氏によると時代は螺旋的発展を遂げる。すなわち進化と懐かしいものの復活が振り子のように行ったり来たりしながら、一歩づつ発展していく。これまで発展は直線的であると認識されていたが、時代が急速に変化する「ドッグイヤー(1年で7年分進むという比喩)」の世において、我々はこの、懐かしいものが進化した形で復活するという「螺旋的発展」を目の当たりにする。これこそが世に生起する出来事の本質を知り、未来を読む力である。存在するものは全て合理的であり、時代の中で消えていったものは、技術の進歩により(ハイテク)復活してくる。その際、単に便利なだけでなく、温かみや懐かしさという「ハイタッチ」な要素を伴う。
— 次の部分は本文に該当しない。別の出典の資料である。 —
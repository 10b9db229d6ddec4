//! # Search Sync
//!
//! A document-synchronization and tiered relevance-search core for an
//! Elasticsearch-compatible backend.
//!
//! ## Architecture
//!
//! ```text
//! ┌─────────────────────────────────────────────────────────────┐
//! │                      Sync Direction                         │
//! │  domain record ──► Document Mapper (allow-list projection)  │
//! │                ──► BackendClient (idempotent REST calls)    │
//! │                ──► search backend                           │
//! └─────────────────────────────────────────────────────────────┘
//!
//! ┌─────────────────────────────────────────────────────────────┐
//! │                      Query Direction                        │
//! │  terms ──► SearchExecutor (strict AND, fuzzy fallback)      │
//! │        ──► ordered document IDs                             │
//! │        ──► rehydrate (batched fetch + in-memory re-sort)    │
//! │        ──► ordered domain records                           │
//! └─────────────────────────────────────────────────────────────┘
//! ```
//!
//! The actual search machinery (tokenization, scoring, fuzzy matching,
//! index storage) lives in the external backend. This crate is the local
//! abstraction layer: schema construction with eager validation,
//! idempotent synchronization under partial failure, and order-preserving
//! rehydration from the system of record.
//!
//! ## Quick Start
//!
//! ```rust,no_run
//! use search_sync::{DocumentId, Identified, Searchable, SearchSync, SearchSyncConfig};
//! use search_sync::schema::FieldDeclaration;
//! use serde_json::{json, Map, Value};
//!
//! struct User { id: i64, name: String }
//!
//! impl Identified for User {
//!     fn record_id(&self) -> DocumentId { DocumentId::Int(self.id) }
//! }
//!
//! impl Searchable for User {
//!     fn index_name() -> &'static str { "users" }
//!
//!     fn field_declarations() -> Vec<FieldDeclaration> {
//!         vec![FieldDeclaration::text("name")
//!             .analyzer("autocomplete")
//!             .search_analyzer("autocomplete_search")]
//!     }
//!
//!     fn attributes(&self) -> Map<String, Value> {
//!         let mut m = Map::new();
//!         m.insert("name".into(), json!(self.name));
//!         m
//!     }
//! }
//!
//! #[tokio::main]
//! async fn main() -> Result<(), search_sync::SyncError> {
//!     let engine = SearchSync::new(SearchSyncConfig::default())?;
//!
//!     engine.create_index::<User>().await?;
//!     engine.sync(&User { id: 1, name: "Alice".into() }).await?;
//!
//!     // Strict multi-field AND query; fuzzy fallback on zero hits
//!     let hits = engine.smart_search::<User>("alice").await?;
//!     for hit in hits {
//!         println!("hit: {}", hit.id);
//!     }
//!     Ok(())
//! }
//! ```
//!
//! ## Modules
//!
//! - [`engine`]: the [`SearchSync`] facade tying everything together
//! - [`client`]: REST client with idempotent index/document admin and bulk ingestion
//! - [`search`]: strict/fuzzy query bodies and the two-state executor
//! - [`schema`]: analyzer catalog and index descriptor construction
//! - [`store`]: system-of-record trait and order-preserving rehydration
//! - [`document`]: the [`Searchable`] capability contract and allow-list projection
//! - [`config`]: [`SearchSyncConfig`]
//! - [`metrics`]: instrumentation helpers (`metrics` crate)

pub mod client;
pub mod config;
pub mod document;
pub mod engine;
pub mod error;
pub mod metrics;
pub mod schema;
pub mod search;
pub mod store;

pub use client::{BackendClient, BulkOutcome};
pub use config::SearchSyncConfig;
pub use document::{to_document, Document, DocumentId, Identified, Searchable};
pub use engine::SearchSync;
pub use error::SyncError;
pub use schema::{build_index_descriptor, AnalyzerCatalog, FieldDeclaration, IndexDescriptor};
pub use search::{hit_ids, SearchExecutor, SearchHit};
pub use store::{rehydrate, MemoryStore, RecordStore};
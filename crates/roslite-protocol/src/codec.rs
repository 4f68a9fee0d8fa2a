//! MessagePack codec shared by the broker and every Node.
//!
//! `WireCodec` is the structured get/put-message capability: it is a
//! plain value handed to whoever needs to turn typed messages into bytes
//! and back, rather than behavior inherited from a common base.

use serde::de::DeserializeOwned;
use serde::Serialize;

use crate::error::ProtocolError;

/// Encodes and decodes MessagePack payloads.
#[derive(Debug, Clone, Copy, Default)]
pub struct WireCodec;

impl WireCodec {
    /// Encode a value into bytes
    pub fn encode<T: Serialize + ?Sized>(&self, value: &T) -> Result<Vec<u8>, ProtocolError> {
        Ok(rmp_serde::to_vec(value)?)
    }

    /// Decode bytes into a value
    pub fn decode<T: DeserializeOwned>(&self, bytes: &[u8]) -> Result<T, ProtocolError> {
        Ok(rmp_serde::from_slice(bytes)?)
    }
}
また、弁証法の重要な教えに「対立の相互浸透による発展」がある。対立するもの、矛盾が互いに包含しあい、統合することで発展する。例えば営利活動と非営利活動。CSRと社会起業家という相互浸透が起こっている。矛盾に満ちた世の中で重要なことは、対立を割り切るのでなく、謙虚に対話することで止揚を試みることである。つまり、対立の間でいかに振り子を振り続け、矛盾をマネジメントするかが重要である。なぜなら、矛盾は発展を産む生命力であるから。

学び
これまで考えたことのない視点から世を見つめるヒントを得た。
矛盾は発展の原動力であり、対立を内包、統合することで世界は螺旋的に発展していく。時代の流れで消えていったものがなぜ消えたか、どうすれば復活できるかを考えることで世の中を俯瞰することができる。
個人としても、いかに矛盾や対立を愛し、謙虚に向き合い続けることができるか(振り子を振り続ける)が重要であると知った。
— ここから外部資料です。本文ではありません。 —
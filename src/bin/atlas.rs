//! Atlas - the roslite discovery broker
//!
//! Binds the discovery endpoint, answers lookups and forwards traffic for
//! every channel and service proxy until signaled.
//!
//! # Usage
//!
//! ```bash
//! atlas --atlas tcp://0.0.0.0:5555 --interface 192.168.1.20 -v
//!
//! # Same, from the environment
//! ROSLITE_ATLAS=tcp://0.0.0.0:5555 ROSLITE_INTERFACE=192.168.1.20 atlas
//! ```

use std::path::PathBuf;
use std::process;

use anyhow::{Context as _, Result};
use clap::Parser;
use tokio_util::sync::CancellationToken;
use tracing::info;

use atlas::{Atlas, AtlasConfig, DEFAULT_IPC_DIR};
use roslite::cli::{init_tracing, spawn_shutdown_listener, CommonArgs};
use roslite_transport::Context;

/// roslite discovery broker
#[derive(Parser, Debug)]
#[command(name = "atlas", version, about)]
struct Args {
    #[command(flatten)]
    common: CommonArgs,

    /// Directory for local-IPC endpoint files
    #[arg(long, env = "ROSLITE_IPC_DIR", default_value = DEFAULT_IPC_DIR)]
    ipc_dir: PathBuf,
}

#[tokio::main]
async fn main() -> Result<()> {
    let args = Args::parse();
    init_tracing(args.common.verbosity_level())?;

    info!(
        version = env!("CARGO_PKG_VERSION"),
        pid = process::id(),
        "Atlas starting"
    );

    let cancel_token = CancellationToken::new();
    spawn_shutdown_listener(cancel_token.clone());

    let config = AtlasConfig::new(args.common.atlas.clone(), args.common.interface.clone())
        .with_ipc_dir(args.ipc_dir);
    let mut atlas = Atlas::bind(config, Context::new(), cancel_token)
        .await
        .with_context(|| format!("Failed to bind Atlas at {}", args.common.atlas))?;

    atlas.run().await;

    info!(proxies = atlas.registry().len(), "Atlas stopped");
    Ok(())
}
「正・反・合」の考え方は常に頭に入れ、割り切らない根気強さを身に付けたい。

今後の行動に向けて
配属でどの業務につくかによるが、世を見る力として消えたもの、流行しているものを俯瞰し、その理由を考察する習慣をつけたい。
また、人間関係において矛盾や対立を嫌わず、むしろ発展のための礎だと考え、対話の中でいかに止揚させるかを意識して行きたい。矛盾のマネジメントを謙虚に行うことで、器の大きい人間となりたい。